From the records below, copy out exactly the lines from the one containing "let pure = |insn: &Insn|" to the one containing "if replace_expression(list, id, goto, pure)?", both included. Add nothing else.

[Stored items]
--------
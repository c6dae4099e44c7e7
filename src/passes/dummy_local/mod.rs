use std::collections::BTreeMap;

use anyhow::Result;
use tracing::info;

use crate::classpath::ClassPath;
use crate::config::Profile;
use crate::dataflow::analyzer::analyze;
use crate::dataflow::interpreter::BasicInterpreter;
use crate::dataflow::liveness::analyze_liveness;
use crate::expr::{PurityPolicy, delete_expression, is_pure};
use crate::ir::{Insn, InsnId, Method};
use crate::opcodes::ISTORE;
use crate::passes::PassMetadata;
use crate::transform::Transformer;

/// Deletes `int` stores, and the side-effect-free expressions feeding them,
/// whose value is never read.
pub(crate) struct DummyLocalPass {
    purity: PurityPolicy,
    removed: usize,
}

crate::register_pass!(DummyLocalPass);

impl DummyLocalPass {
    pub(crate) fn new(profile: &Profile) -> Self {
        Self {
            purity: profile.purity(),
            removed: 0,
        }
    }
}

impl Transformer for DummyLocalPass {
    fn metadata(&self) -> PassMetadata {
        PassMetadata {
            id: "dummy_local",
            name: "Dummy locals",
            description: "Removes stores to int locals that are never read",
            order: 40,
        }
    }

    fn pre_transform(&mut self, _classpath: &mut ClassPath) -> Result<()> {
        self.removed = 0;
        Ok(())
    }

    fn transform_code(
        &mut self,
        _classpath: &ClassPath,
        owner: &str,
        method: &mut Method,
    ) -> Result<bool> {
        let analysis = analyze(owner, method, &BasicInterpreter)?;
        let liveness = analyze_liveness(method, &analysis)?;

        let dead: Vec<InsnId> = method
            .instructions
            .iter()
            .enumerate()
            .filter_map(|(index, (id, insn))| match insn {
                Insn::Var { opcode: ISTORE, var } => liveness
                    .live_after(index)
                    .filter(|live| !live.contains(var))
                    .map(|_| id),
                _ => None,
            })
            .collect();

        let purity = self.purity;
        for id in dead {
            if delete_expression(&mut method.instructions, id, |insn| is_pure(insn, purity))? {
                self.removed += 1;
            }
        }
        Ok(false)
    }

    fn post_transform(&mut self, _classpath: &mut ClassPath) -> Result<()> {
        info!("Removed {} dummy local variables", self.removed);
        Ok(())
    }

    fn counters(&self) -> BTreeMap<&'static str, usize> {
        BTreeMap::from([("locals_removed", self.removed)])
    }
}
--------
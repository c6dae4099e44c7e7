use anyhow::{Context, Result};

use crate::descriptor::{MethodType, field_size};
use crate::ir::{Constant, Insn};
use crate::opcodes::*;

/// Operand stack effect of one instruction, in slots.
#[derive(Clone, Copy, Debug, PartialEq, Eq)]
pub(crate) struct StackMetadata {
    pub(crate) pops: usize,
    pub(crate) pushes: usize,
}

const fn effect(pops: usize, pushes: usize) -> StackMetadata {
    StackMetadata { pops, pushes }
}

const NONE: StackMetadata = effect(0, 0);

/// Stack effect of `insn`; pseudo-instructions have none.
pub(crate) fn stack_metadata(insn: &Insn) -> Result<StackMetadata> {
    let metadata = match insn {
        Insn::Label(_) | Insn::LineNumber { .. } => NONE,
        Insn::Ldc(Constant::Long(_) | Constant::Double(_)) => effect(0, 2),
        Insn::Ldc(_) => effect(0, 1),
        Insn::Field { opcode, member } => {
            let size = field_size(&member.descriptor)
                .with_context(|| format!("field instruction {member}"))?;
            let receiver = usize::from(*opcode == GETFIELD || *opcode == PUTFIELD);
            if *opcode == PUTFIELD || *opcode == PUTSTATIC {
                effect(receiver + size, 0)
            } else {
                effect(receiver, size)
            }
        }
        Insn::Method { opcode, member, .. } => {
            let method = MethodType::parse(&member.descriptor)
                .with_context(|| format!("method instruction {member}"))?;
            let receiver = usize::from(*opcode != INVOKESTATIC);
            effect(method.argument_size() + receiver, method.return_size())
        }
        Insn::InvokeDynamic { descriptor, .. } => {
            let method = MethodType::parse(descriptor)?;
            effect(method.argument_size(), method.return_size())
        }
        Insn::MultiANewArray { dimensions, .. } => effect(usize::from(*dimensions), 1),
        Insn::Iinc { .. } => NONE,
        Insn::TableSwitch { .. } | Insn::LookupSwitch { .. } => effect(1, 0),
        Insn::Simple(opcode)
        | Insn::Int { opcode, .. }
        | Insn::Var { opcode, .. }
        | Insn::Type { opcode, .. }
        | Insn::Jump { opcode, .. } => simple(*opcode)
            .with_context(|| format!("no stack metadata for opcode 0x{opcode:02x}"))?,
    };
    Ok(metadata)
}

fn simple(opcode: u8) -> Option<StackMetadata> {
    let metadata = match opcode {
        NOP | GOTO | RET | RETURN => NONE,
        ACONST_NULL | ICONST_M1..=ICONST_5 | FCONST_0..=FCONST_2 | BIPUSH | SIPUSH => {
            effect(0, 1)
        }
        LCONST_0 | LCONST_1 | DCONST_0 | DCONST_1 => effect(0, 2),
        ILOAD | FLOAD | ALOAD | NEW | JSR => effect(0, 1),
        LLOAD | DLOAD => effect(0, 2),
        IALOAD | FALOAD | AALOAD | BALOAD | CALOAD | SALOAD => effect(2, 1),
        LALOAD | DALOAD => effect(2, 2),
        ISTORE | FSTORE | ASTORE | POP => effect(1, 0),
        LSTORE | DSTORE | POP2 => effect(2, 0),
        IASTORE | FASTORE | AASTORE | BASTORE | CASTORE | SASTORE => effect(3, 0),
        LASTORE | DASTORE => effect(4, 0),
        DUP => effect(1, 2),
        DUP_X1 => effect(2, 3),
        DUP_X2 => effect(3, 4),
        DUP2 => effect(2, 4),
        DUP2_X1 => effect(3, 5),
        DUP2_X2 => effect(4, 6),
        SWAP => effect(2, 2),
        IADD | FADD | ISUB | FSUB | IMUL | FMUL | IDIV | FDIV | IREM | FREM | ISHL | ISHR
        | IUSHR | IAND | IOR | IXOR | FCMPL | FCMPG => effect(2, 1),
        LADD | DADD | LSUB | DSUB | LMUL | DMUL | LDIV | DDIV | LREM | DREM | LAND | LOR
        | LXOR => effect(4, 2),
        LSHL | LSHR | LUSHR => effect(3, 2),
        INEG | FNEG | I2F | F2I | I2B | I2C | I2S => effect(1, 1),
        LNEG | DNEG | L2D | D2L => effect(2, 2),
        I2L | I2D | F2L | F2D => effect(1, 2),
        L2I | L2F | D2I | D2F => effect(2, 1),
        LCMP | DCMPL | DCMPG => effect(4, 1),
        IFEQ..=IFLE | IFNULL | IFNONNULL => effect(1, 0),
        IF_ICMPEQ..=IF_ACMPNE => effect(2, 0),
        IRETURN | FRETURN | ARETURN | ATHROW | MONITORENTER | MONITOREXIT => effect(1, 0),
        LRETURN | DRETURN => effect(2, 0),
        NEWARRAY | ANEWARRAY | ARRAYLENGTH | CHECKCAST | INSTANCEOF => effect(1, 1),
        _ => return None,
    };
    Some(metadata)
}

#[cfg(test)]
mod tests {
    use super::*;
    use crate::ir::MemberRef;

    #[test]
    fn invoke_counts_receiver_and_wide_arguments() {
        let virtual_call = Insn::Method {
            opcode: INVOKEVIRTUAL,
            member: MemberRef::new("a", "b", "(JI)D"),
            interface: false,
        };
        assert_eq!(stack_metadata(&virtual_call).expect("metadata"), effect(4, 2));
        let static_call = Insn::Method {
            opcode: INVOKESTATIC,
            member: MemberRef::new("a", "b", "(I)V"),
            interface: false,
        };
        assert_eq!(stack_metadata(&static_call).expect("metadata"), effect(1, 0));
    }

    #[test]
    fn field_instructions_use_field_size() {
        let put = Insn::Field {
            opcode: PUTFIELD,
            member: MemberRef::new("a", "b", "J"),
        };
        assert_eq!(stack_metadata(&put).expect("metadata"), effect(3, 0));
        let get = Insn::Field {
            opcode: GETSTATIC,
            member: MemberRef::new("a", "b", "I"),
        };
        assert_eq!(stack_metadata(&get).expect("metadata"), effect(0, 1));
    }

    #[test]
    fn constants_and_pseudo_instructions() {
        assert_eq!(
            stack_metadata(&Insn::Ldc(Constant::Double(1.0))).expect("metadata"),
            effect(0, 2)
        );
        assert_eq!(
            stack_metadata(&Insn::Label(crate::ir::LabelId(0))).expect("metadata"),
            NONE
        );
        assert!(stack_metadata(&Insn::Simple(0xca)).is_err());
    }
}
--------
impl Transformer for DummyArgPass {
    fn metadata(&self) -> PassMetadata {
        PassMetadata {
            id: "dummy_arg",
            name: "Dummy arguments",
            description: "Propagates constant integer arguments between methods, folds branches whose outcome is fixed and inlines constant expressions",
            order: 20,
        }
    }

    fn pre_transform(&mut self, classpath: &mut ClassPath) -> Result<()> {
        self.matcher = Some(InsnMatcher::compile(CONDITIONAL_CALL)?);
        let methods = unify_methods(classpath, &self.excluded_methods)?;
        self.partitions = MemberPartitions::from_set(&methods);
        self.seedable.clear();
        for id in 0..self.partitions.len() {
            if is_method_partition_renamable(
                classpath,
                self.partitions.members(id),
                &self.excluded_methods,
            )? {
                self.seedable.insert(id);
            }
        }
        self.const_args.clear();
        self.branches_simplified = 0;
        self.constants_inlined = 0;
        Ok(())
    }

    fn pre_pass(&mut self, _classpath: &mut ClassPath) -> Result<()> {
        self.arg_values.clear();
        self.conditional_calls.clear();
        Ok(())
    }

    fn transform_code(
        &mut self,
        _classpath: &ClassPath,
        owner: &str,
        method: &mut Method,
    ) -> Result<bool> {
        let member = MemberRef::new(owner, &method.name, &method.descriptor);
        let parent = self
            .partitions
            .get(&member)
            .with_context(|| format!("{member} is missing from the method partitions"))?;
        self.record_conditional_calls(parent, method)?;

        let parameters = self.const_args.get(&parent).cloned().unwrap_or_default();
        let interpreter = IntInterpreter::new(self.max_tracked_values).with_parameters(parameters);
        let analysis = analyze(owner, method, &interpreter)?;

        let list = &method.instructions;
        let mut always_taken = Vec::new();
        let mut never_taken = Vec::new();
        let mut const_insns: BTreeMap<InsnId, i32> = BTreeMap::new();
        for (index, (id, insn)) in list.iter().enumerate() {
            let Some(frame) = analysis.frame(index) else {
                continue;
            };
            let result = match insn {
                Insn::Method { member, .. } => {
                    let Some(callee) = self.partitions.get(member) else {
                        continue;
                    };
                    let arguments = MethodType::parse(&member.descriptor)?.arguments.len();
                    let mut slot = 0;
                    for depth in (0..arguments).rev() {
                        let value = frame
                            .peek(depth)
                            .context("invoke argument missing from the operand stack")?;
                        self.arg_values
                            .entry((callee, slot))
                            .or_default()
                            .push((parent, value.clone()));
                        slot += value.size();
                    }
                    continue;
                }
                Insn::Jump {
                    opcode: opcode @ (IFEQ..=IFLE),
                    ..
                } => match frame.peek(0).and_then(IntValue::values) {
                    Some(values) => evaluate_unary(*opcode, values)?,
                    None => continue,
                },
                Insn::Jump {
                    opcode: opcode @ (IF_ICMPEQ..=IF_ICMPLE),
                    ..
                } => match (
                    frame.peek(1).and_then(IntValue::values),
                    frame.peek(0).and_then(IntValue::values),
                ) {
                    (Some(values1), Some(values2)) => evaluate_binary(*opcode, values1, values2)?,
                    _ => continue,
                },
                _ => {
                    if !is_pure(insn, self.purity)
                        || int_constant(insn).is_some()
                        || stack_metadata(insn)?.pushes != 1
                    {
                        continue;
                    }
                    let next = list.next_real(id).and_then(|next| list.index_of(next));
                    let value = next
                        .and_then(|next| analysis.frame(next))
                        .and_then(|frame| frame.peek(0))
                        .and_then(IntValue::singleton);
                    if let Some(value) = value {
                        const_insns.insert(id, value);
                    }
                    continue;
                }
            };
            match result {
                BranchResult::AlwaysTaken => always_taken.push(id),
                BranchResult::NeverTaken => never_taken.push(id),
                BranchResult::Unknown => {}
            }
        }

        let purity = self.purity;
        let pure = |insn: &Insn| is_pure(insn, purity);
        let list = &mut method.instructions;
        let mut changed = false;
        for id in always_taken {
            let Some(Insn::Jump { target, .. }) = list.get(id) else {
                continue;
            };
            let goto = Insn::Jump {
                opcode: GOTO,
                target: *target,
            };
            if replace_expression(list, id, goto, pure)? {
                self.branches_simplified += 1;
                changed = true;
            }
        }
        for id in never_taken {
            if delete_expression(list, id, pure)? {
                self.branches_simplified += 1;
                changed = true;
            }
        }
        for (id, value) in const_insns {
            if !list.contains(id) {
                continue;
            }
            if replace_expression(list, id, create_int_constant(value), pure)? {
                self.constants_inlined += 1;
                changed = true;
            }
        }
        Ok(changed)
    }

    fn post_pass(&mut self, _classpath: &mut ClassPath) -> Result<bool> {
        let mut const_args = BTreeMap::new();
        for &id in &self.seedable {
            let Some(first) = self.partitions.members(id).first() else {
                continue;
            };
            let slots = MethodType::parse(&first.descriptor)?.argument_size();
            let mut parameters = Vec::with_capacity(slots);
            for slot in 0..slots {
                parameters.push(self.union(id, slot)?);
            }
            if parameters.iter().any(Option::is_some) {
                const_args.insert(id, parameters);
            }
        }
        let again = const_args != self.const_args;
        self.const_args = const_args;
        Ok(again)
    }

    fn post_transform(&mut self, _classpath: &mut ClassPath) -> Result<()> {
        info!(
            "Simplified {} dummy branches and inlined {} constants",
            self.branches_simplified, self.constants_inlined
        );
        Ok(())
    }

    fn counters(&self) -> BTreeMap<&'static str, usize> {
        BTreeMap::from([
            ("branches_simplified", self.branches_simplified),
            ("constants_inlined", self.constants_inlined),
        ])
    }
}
--------
■ YOUR RESPONSE
        let pure = |insn: &Insn| is_pure(insn, purity);
        let list = &mut method.instructions;
        let mut changed = false;
        for id in always_taken {
            let Some(Insn::Jump { target, .. }) = list.get(id) else {
                continue;
            };
            let goto = Insn::Jump {
                opcode: GOTO,
                target: *target,
            };
            if replace_expression(list, id, goto, pure)? {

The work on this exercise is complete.